Feature Request: Support Parallel Job Execution in Clustered / Multi-Instance Deployments #25606

@Osama94

Description

@Osama94

Summary

The default ABP Background Job Manager uses a single distributed lock (AbpBackgroundJobWorker) to ensure only one server executes the job polling loop at a time. While this correctly prevents duplicate job execution, it also means that all worker instances except one are completely idle during the lock-hold period.
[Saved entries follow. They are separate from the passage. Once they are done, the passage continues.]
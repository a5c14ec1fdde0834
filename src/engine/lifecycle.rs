//! engine/lifecycle: create / activate / deactivate / delete / cleanup.
//!
//! `activate` is the only operation that flips the active pointer and it does so
//! under the global lock: the previous session is unmounted and the marker
//! cleared before the target is mounted and the marker rewritten. A failure
//! between the two steps leaves no active session.

use log::{info, warn};
use serde::Serialize;
use std::fs;

use super::Engine;
use crate::error::{Result, ResultExt, SessionError};
use crate::host::SystemRelease;
use crate::lock::try_acquire_session_lock;
use crate::metrics;
use crate::registry::Reservation;
use crate::session::{validate_id, Session, SessionMode};
use crate::util::now_unix_ms;

const DAY_MS: u64 = 24 * 60 * 60 * 1000;

/// Outcome of `cleanup`: processing continues past individual failures.
#[derive(Debug, Clone, Default, Serialize)]
pub struct CleanupReport {
    pub removed: Vec<String>,
    pub failed: Vec<(String, String)>,
}

impl Engine {
    /// Create an inactive session. `size_limit_mb` defaults to the configured size.
    pub fn create(&mut self, mode: SessionMode, size_limit_mb: Option<u64>, id: Option<&str>) -> Result<Session> {
        let size = size_limit_mb.unwrap_or(self.cfg.default_size_mb);
        if size == 0 {
            return Err(SessionError::Invalid("session size must be positive".into()));
        }
        if let Some(id) = id {
            validate_id(id)?;
        }
        self.host.capabilities(&self.cfg.root)?.check(mode, size)?;

        let _g = self.lock_root()?;
        let id = match id {
            Some(id) => {
                if self.registry.contains(id) {
                    return Err(SessionError::Invalid(format!("session {id} already exists")));
                }
                id.to_string()
            }
            None => self.registry.allocate_id(),
        };
        let reservation = self.registry.reserve(&id, 0)?;
        let _sl = try_acquire_session_lock(&self.cfg.root, &id)?;
        let system = self.host.system_release();
        let session = self
            .build_session(&reservation, mode, size, now_unix_ms(), system)
            .in_session(&id)?;
        metrics::record_session_created();
        info!("create: id={} mode={} size_mb={}", session.id, session.mode, session.size_limit_mb);
        Ok(session)
    }

    /// Materialize storage for a reservation and record its descriptor; the
    /// reservation is released on any failure.
    pub(crate) fn build_session(
        &mut self,
        reservation: &Reservation,
        mode: SessionMode,
        size_limit_mb: u64,
        created_unix_ms: u64,
        system: SystemRelease,
    ) -> Result<Session> {
        let backend = self.backend(mode);
        let res = backend.materialize(&reservation.dir, size_limit_mb).and_then(|handle| {
            let session = Session {
                id: reservation.id.clone(),
                mode,
                size_limit_mb: handle.size_limit_mb,
                created_unix_ms,
                active: false,
                storage: reservation.storage.clone(),
                path: handle.dir,
                system,
            };
            self.registry.record(&session)?;
            Ok(session)
        });
        if res.is_err() {
            if let Err(e) = self.registry.release(reservation) {
                warn!("create: releasing {} failed: {}", reservation.dir.display(), e);
            }
        }
        res
    }

    /// Make `id` the active session. Activating the active session is a no-op.
    pub fn activate(&mut self, id: &str) -> Result<Session> {
        let _g = self.lock_root()?;
        let target = self.registry.get(id)?;
        let _sl = try_acquire_session_lock(&self.cfg.root, id).in_session(id)?;
        let backend = self.backend(target.mode);
        if !backend.is_materialized(&target.path) {
            return Err(SessionError::io(
                "open storage",
                &target.path,
                std::io::Error::from(std::io::ErrorKind::NotFound),
            )
            .in_session(id));
        }

        if let Some(current) = self.registry.active().cloned() {
            if current.id == id {
                let handle = Self::handle(&target);
                if !backend.is_mounted(&handle, &current.mountpoint) {
                    // marker survived a reboot; bring the mount back
                    backend.mount(&handle, &current.mountpoint).in_session(id)?;
                }
                info!("activate: id={} already active", id);
                return Ok(target);
            }
            let prev = self.registry.get(&current.id)?;
            self.backend(prev.mode)
                .unmount(&Self::handle(&prev), &current.mountpoint)
                .in_session(&prev.id)?;
            self.registry.clear_active()?;
            info!("activate: deactivated id={}", prev.id);
        }

        let target_mp = self.cfg.active_mountpoint();
        let mountpoint = backend.mount(&Self::handle(&target), &target_mp).in_session(id)?;
        self.registry.set_active(id, &mountpoint)?;
        metrics::record_activation();
        info!("activate: id={} mountpoint={}", id, mountpoint.display());
        self.registry.get(id)
    }

    /// Unmount the active session and clear the marker. Returns its id.
    pub fn deactivate(&mut self) -> Result<Option<String>> {
        let _g = self.lock_root()?;
        let Some(current) = self.registry.active().cloned() else {
            info!("deactivate: no active session");
            return Ok(None);
        };
        let s = self.registry.get(&current.id)?;
        self.backend(s.mode)
            .unmount(&Self::handle(&s), &current.mountpoint)
            .in_session(&s.id)?;
        if s.mode != SessionMode::Native {
            let _ = fs::remove_dir(&current.mountpoint);
        }
        self.registry.clear_active()?;
        info!("deactivate: id={}", s.id);
        Ok(Some(s.id))
    }

    /// Delete an inactive session: unmount its scratch mount, destroy storage,
    /// remove the descriptor, in that order.
    pub fn delete(&mut self, id: &str) -> Result<()> {
        let _g = self.lock_root()?;
        let s = self.registry.get(id)?;
        if s.active {
            return Err(SessionError::SessionActive { id: id.to_string() });
        }
        let _sl = try_acquire_session_lock(&self.cfg.root, id).in_session(id)?;

        let backend = self.backend(s.mode);
        let handle = Self::handle(&s);
        let scratch = self.scratch_mountpoint(&s);
        if s.mode != SessionMode::Native && self.host.is_mounted(&scratch) {
            backend.unmount(&handle, &scratch).in_session(id)?;
            let _ = fs::remove_dir(&scratch);
        }
        backend.destroy(&handle).in_session(id)?;
        self.registry.forget_storage(&s.storage);
        self.registry.remove(id)?;
        metrics::record_session_deleted();
        info!("delete: id={} mode={} storage={}", id, s.mode, s.storage);
        Ok(())
    }

    /// Delete every inactive session older than `older_than_days`.
    pub fn cleanup(&mut self, older_than_days: u64) -> Result<CleanupReport> {
        let cutoff = now_unix_ms().saturating_sub(older_than_days.saturating_mul(DAY_MS));
        self.cleanup_created_before(cutoff)
    }

    /// Delete every inactive session created before `cutoff_unix_ms`.
    pub fn cleanup_created_before(&mut self, cutoff_unix_ms: u64) -> Result<CleanupReport> {
        let candidates: Vec<String> = {
            let _g = self.lock_root()?;
            self.registry
                .list()
                .into_iter()
                .filter(|s| !s.active && s.created_unix_ms < cutoff_unix_ms)
                .map(|s| s.id)
                .collect()
        };

        let mut report = CleanupReport::default();
        for id in candidates {
            match self.delete(&id) {
                Ok(()) => report.removed.push(id),
                Err(e) => {
                    warn!("cleanup: id={} failed: {}", id, e);
                    report.failed.push((id, e.to_string()));
                }
            }
        }
        info!(
            "cleanup: removed={} failed={}",
            report.removed.len(),
            report.failed.len()
        );
        Ok(report)
    }
}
In a production environment with multiple application instances, this results in severe under-utilization of available infrastructure and becomes a significant bottleneck for high-throughput workloads.
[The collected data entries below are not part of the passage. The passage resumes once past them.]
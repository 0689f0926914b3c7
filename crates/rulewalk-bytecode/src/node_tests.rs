use std::num::NonZeroU16;

use crate::{GrammarError, GrammarNode, NodeKind, TERMINAL_BIT};

fn id(n: u16) -> Option<NonZeroU16> {
    NonZeroU16::new(n)
}

#[test]
fn terminal_accessors() {
    let node = GrammarNode::terminal(id(5), id(7)).unwrap();
    assert!(node.is_terminal());
    assert_eq!(node.validator(), id(5));
    assert_eq!(node.actor(), id(7));
    assert_eq!(node.rules(), None);
}

#[test]
fn non_terminal_accessors() {
    let node = GrammarNode::non_terminal(2..4).unwrap();
    assert!(!node.is_terminal());
    assert_eq!(node.rules(), Some(2..4));
    assert_eq!(node.validator(), None);
    assert_eq!(node.actor(), None);
}

#[test]
fn default_is_placeholder_terminal() {
    let node = GrammarNode::default();
    assert_eq!(
        node.kind(),
        NodeKind::Terminal {
            validator: None,
            actor: None
        }
    );
    assert_eq!(node.text(), "");
}

#[test]
fn validator_over_15_bits_is_rejected() {
    let err = GrammarNode::terminal(id(0x8000), None).unwrap_err();
    assert_eq!(
        err,
        GrammarError::IndexOverflow {
            what: "validator",
            index: 0x8000
        }
    );
}

#[test]
fn actor_uses_full_16_bits() {
    let node = GrammarNode::terminal(None, id(0xFFFF)).unwrap();
    assert_eq!(node.actor(), id(0xFFFF));
}

#[test]
fn rule_range_over_15_bits_is_rejected() {
    assert!(GrammarNode::non_terminal(0x7FFE..0x7FFF).is_ok());
    let err = GrammarNode::non_terminal(0..0x8000).unwrap_err();
    assert_eq!(err.to_string(), "rules_end index 32768 exceeds the 15-bit limit");
}

#[test]
fn text_over_capacity_is_rejected() {
    let node = GrammarNode::terminal(None, None).unwrap();
    let long = "X".repeat(29);
    assert!(matches!(node.with_text(&long), Err(GrammarError::Text(_))));
}

#[test]
fn pack_terminal_layout() {
    let node = GrammarNode::terminal(id(5), id(7)).unwrap();
    assert_eq!(node.pack(), TERMINAL_BIT | (5 << 16) | 7);

    let placeholder = GrammarNode::terminal(None, None).unwrap();
    assert_eq!(placeholder.pack(), TERMINAL_BIT);
}

#[test]
fn pack_non_terminal_layout() {
    let node = GrammarNode::non_terminal(3..9).unwrap();
    assert_eq!(node.pack(), (3 << 16) | 9);
}

#[test]
fn unpack_restores_kind() {
    let terminal = GrammarNode::terminal(id(0x7FFF), id(0xFFFF)).unwrap();
    assert_eq!(GrammarNode::unpack(terminal.pack()).unwrap(), terminal);

    let non_terminal = GrammarNode::non_terminal(1..2).unwrap();
    assert_eq!(GrammarNode::unpack(non_terminal.pack()).unwrap(), non_terminal);
}

#[test]
fn unpack_rejects_oversized_rule_end() {
    assert!(GrammarNode::unpack(0x0000_8000).is_err());
}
We propose supporting parallel job execution while preserving FIFO (First-In, First-Out) dispatch order — jobs are always picked up in the order they were enqueued (by priority, then by creation time), but multiple jobs can execute concurrently across servers without blocking each other.


Current Behavior

According to the documentation:

The default background job manager works as FIFO in a single thread and uses a distributed lock to ensure jobs are executed only in a single application instance at a time.
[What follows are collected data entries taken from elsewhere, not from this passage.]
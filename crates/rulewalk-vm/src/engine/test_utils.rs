//! A small calculator context shared by the engine tests.

use std::num::NonZeroU16;

use rulewalk_bytecode::{CompiledGrammar, GrammarNode};
use rulewalk_compiler::{GrammarLocator, NameLocator, compile};
use rulewalk_core::{Token, TokenKind};

use super::ParseContext;

/// Sums like `1 + 2 + 3`; `>ADD` folds after each operand.
pub const SUM: &str = "
    Expr= NUM>PUSH Tail
    Tail= PLUS> NUM>PUSH >ADD Tail
        | END>
";

pub struct Calc<'s> {
    pub grammar: CompiledGrammar,
    pub locator: NameLocator,
    pub source: &'s str,
    pub values: Vec<i64>,
    /// Tokens handed to actors, in call order.
    pub actor_tokens: Vec<Token>,
    pub began: usize,
    start: GrammarNode,
    end: GrammarNode,
}

impl<'s> Calc<'s> {
    pub fn new(grammar: &str, start: &str, source: &'s str) -> Self {
        let locator = NameLocator::new()
            .validator("NUM")
            .validator("PLUS")
            .validator("STAR")
            .validator("END")
            .actor("PUSH")
            .actor("ADD")
            .actor("FAIL");
        let grammar = compile(&locator, grammar).unwrap();
        let start = grammar.symbol(start).unwrap();
        let end = GrammarNode::terminal(None, None)
            .unwrap()
            .with_text(">")
            .unwrap();
        Self {
            grammar,
            locator,
            source,
            values: Vec::new(),
            actor_tokens: Vec::new(),
            began: 0,
            start,
            end,
        }
    }

    /// Make the end node consume `EndOfData` itself.
    pub fn with_end_validator(mut self) -> Self {
        self.end = GrammarNode::terminal(self.locator.find_validator("END"), None)
            .unwrap()
            .with_text("END>")
            .unwrap();
        self
    }

    pub fn tokens(&self) -> Vec<Token> {
        lex(self.source)
    }
}

impl ParseContext for Calc<'_> {
    fn grammar(&self) -> &CompiledGrammar {
        &self.grammar
    }

    fn end_node(&self) -> GrammarNode {
        self.end
    }

    fn start_node(&self) -> GrammarNode {
        self.start
    }

    fn begin_parsing(&mut self) {
        self.began += 1;
        self.values.clear();
    }

    fn check_validator(&self, token: &Token, validator: NonZeroU16) -> bool {
        let expected = match self.locator.validator_name(validator) {
            Some("NUM") => TokenKind::Number,
            Some("PLUS") => TokenKind::Plus,
            Some("STAR") => TokenKind::Asterisk,
            Some("END") => TokenKind::EndOfData,
            _ => return false,
        };
        token.kind == expected
    }

    fn run_actor(&mut self, token: &Token, actor: NonZeroU16) -> bool {
        self.actor_tokens.push(*token);
        match self.locator.actor_name(actor) {
            Some("PUSH") => match token.text(self.source).parse() {
                Ok(value) => {
                    self.values.push(value);
                    true
                }
                Err(_) => false,
            },
            Some("ADD") => {
                let (Some(b), Some(a)) = (self.values.pop(), self.values.pop()) else {
                    return false;
                };
                self.values.push(a + b);
                true
            }
            _ => false,
        }
    }
}

/// Digits, `+` and `*`; whitespace is skipped.
pub fn lex(source: &str) -> Vec<Token> {
    let bytes = source.as_bytes();
    let mut tokens = Vec::new();
    let mut i = 0;
    while i < bytes.len() {
        let start = i;
        let kind = match bytes[i] {
            b' ' => {
                i += 1;
                continue;
            }
            b'0'..=b'9' => {
                while i < bytes.len() && bytes[i].is_ascii_digit() {
                    i += 1;
                }
                TokenKind::Number
            }
            b'+' => {
                i += 1;
                TokenKind::Plus
            }
            b'*' => {
                i += 1;
                TokenKind::Asterisk
            }
            other => panic!("unexpected byte {other:?}"),
        };
        tokens.push(Token::new(kind, start as u32, (i - start) as u32));
    }
    tokens.push(Token::new(TokenKind::EndOfData, bytes.len() as u32, 0));
    tokens
}
//! Structural verification of grammar tables.
//!
//! Grammars loaded from bytes are checked before use; the driver indexes the
//! tables directly and relies on these invariants.

use crate::{CompiledGrammar, GrammarError};

impl CompiledGrammar {
    /// Check every table invariant:
    /// - rules are sorted by name
    /// - each rule's node range is well-formed and inside the node table
    /// - node ranges of distinct rules never overlap
    /// - each non-terminal's rule range is non-empty, inside the rule table,
    ///   and (when the node carries text) covers only rules of that name
    pub fn verify(&self) -> Result<(), GrammarError> {
        self.verify_rule_order()?;
        self.verify_rule_ranges()?;
        self.verify_non_terminals()
    }

    fn verify_rule_order(&self) -> Result<(), GrammarError> {
        for (i, pair) in self.rules.windows(2).enumerate() {
            if pair[0].name > pair[1].name {
                return Err(GrammarError::UnsortedRules { index: i + 1 });
            }
        }
        Ok(())
    }

    fn verify_rule_ranges(&self) -> Result<(), GrammarError> {
        let mut spans = Vec::with_capacity(self.rules.len());
        for (index, rule) in self.rules.iter().enumerate() {
            if rule.begin > rule.end {
                return Err(GrammarError::InvertedNodeRange {
                    rule: index,
                    begin: rule.begin,
                    end: rule.end,
                });
            }
            if rule.end as usize > self.nodes.len() {
                return Err(GrammarError::NodeRangeOutOfBounds {
                    rule: index,
                    end: rule.end,
                    nodes: self.nodes.len(),
                });
            }
            if !rule.is_empty() {
                spans.push((rule.begin, rule.end, index));
            }
        }

        spans.sort_unstable();
        for pair in spans.windows(2) {
            let (_, prev_end, first) = pair[0];
            let (next_begin, _, second) = pair[1];
            if next_begin < prev_end {
                return Err(GrammarError::OverlappingRules { first, second });
            }
        }
        Ok(())
    }

    fn verify_non_terminals(&self) -> Result<(), GrammarError> {
        for (index, node) in self.nodes.iter().enumerate() {
            let Some(range) = node.rules() else {
                continue;
            };
            if range.is_empty() {
                return Err(GrammarError::EmptyRuleRange {
                    node: index,
                    begin: range.start,
                    end: range.end,
                });
            }
            if range.end > self.rules.len() {
                return Err(GrammarError::RuleRangeOutOfBounds {
                    node: index,
                    end: range.end,
                    rules: self.rules.len(),
                });
            }
            if node.text().is_empty() {
                continue;
            }
            for rule_index in range {
                let rule = &self.rules[rule_index];
                if rule.name != node.text() {
                    return Err(GrammarError::RuleNameMismatch {
                        node: index,
                        rule: rule_index,
                        expected: node.text().to_owned(),
                        found: rule.name.to_string(),
                    });
                }
            }
        }
        Ok(())
    }
}
//! rulewalk grammar compiler.
//!
//! Turns grammar text into a [`CompiledGrammar`]:
//!
//! ```text
//! Expr= Term ExprTail
//! ExprTail= PLUS>ADD Term ExprTail
//!         | >
//! Term= NUM>PUSH          # terminal: validator>actor
//! ```
//!
//! - `words` - whitespace/comment-delimited word scanning
//! - `compile` - sizing, emission and name-resolution passes
//! - `locator` - validator/actor name lookup
//!
//! [`CompiledGrammar`]: rulewalk_bytecode::CompiledGrammar

#![cfg_attr(coverage_nightly, feature(coverage_attribute))]

pub mod compile;
pub mod locator;
pub mod words;

#[cfg(test)]
mod compile_tests;
#[cfg(test)]
mod locator_tests;

use rulewalk_bytecode::GrammarError;

pub use compile::{GrammarSize, compile, grammar_size, make_node, resolve_non_terminals};
pub use locator::{GrammarLocator, NameLocator};
pub use words::{Words, extract_word, skip_space};

/// Errors that abort grammar compilation. No partial grammar is returned.
#[derive(Debug, Clone, PartialEq, thiserror::Error)]
pub enum Error {
    /// A symbol or `|` appeared before the first `name=`.
    #[error("grammar must begin with a named rule, found `{word}` at offset {offset}")]
    MissingRuleDeclaration { word: String, offset: usize },

    #[error("unknown validator: {name}")]
    UnknownValidator { name: String },

    #[error("unknown actor: {name}")]
    UnknownActor { name: String },

    /// A non-terminal names a rule that is never declared.
    #[error("cannot find rule: {name}")]
    RuleNotFound { name: String },

    /// A word does not fit its node (name too long, index over 15 bits).
    #[error("invalid symbol `{word}`: {source}")]
    InvalidSymbol {
        word: String,
        #[source]
        source: GrammarError,
    },

    #[error("grammar has {0} nodes, more than a rule range can address")]
    TooManyNodes(usize),
}

/// [`Error`] under a name that reads well next to other crates' errors.
pub type CompileError = Error;

/// Result type for compilation.
pub type Result<T> = std::result::Result<T, Error>;
//! Fixed-capacity stack.
//!
//! The parse driver never recurses on the call stack; nesting depth is bounded
//! by the capacity of these stacks instead. Pushing onto a full stack is an
//! error, not a reallocation.

/// Errors from [`Stack`] operations.
#[derive(Debug, Clone, Copy, PartialEq, Eq, thiserror::Error)]
pub enum StackError {
    #[error("stack is full (capacity {capacity})")]
    Full { capacity: usize },

    #[error("stack is empty")]
    Empty,
}

/// Last-in-first-out container with inline storage for `N` items.
#[derive(Clone)]
pub struct Stack<T, const N: usize> {
    items: [T; N],
    len: usize,
}

impl<T: Copy + Default, const N: usize> Stack<T, N> {
    pub fn new() -> Self {
        Self {
            items: [T::default(); N],
            len: 0,
        }
    }

    /// Push an item, failing with [`StackError::Full`] at capacity.
    pub fn push(&mut self, item: T) -> Result<(), StackError> {
        let Some(slot) = self.items.get_mut(self.len) else {
            return Err(StackError::Full { capacity: N });
        };
        *slot = item;
        self.len += 1;
        Ok(())
    }

    /// Remove and return the top item.
    pub fn pop(&mut self) -> Result<T, StackError> {
        if self.len == 0 {
            return Err(StackError::Empty);
        }
        self.len -= 1;
        Ok(self.items[self.len])
    }

    pub fn top(&self) -> Result<&T, StackError> {
        self.as_slice().last().ok_or(StackError::Empty)
    }

    pub fn top_mut(&mut self) -> Result<&mut T, StackError> {
        let len = self.len;
        self.items[..len].last_mut().ok_or(StackError::Empty)
    }

    /// Items from bottom to top.
    pub fn as_slice(&self) -> &[T] {
        &self.items[..self.len]
    }

    pub fn clear(&mut self) {
        self.len = 0;
    }
}

impl<T, const N: usize> Stack<T, N> {
    #[inline]
    pub fn len(&self) -> usize {
        self.len
    }

    #[inline]
    pub fn is_empty(&self) -> bool {
        self.len == 0
    }

    #[inline]
    pub const fn capacity(&self) -> usize {
        N
    }
}

impl<T: Copy + Default, const N: usize> Default for Stack<T, N> {
    fn default() -> Self {
        Self::new()
    }
}

impl<T: Copy + Default + std::fmt::Debug, const N: usize> std::fmt::Debug for Stack<T, N> {
    fn fmt(&self, f: &mut std::fmt::Formatter<'_>) -> std::fmt::Result {
        f.debug_list().entries(self.as_slice()).finish()
    }
}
The root cause is in BackgroundJobWorkerService.DoWorkAsync, where the entire polling cycle is wrapped inside a single distributed lock:

// Current implementation (simplified)
await using (await DistributedLock.TryAcquireAsync(options.DistributedLockName))
{
    // ALL job fetching + execution happens here
    // → every other server is blocked for the entire duration
}

Given a 4-server production deployment:

  1. Server A acquires the AbpBackgroundJobWorker distributed lock.
  2. Server A fetches and executes a batch of jobs (up to MaxJobFetchCount, default 1000).
  3. Servers B, C, and D sit completely idle, waiting for the lock to be released.
  4. Only after Server A finishes its entire execution cycle (which may take seconds or minutes) do the other servers compete for the lock.
  5. During high-load scenarios, the job queue grows faster than a single server can drain it.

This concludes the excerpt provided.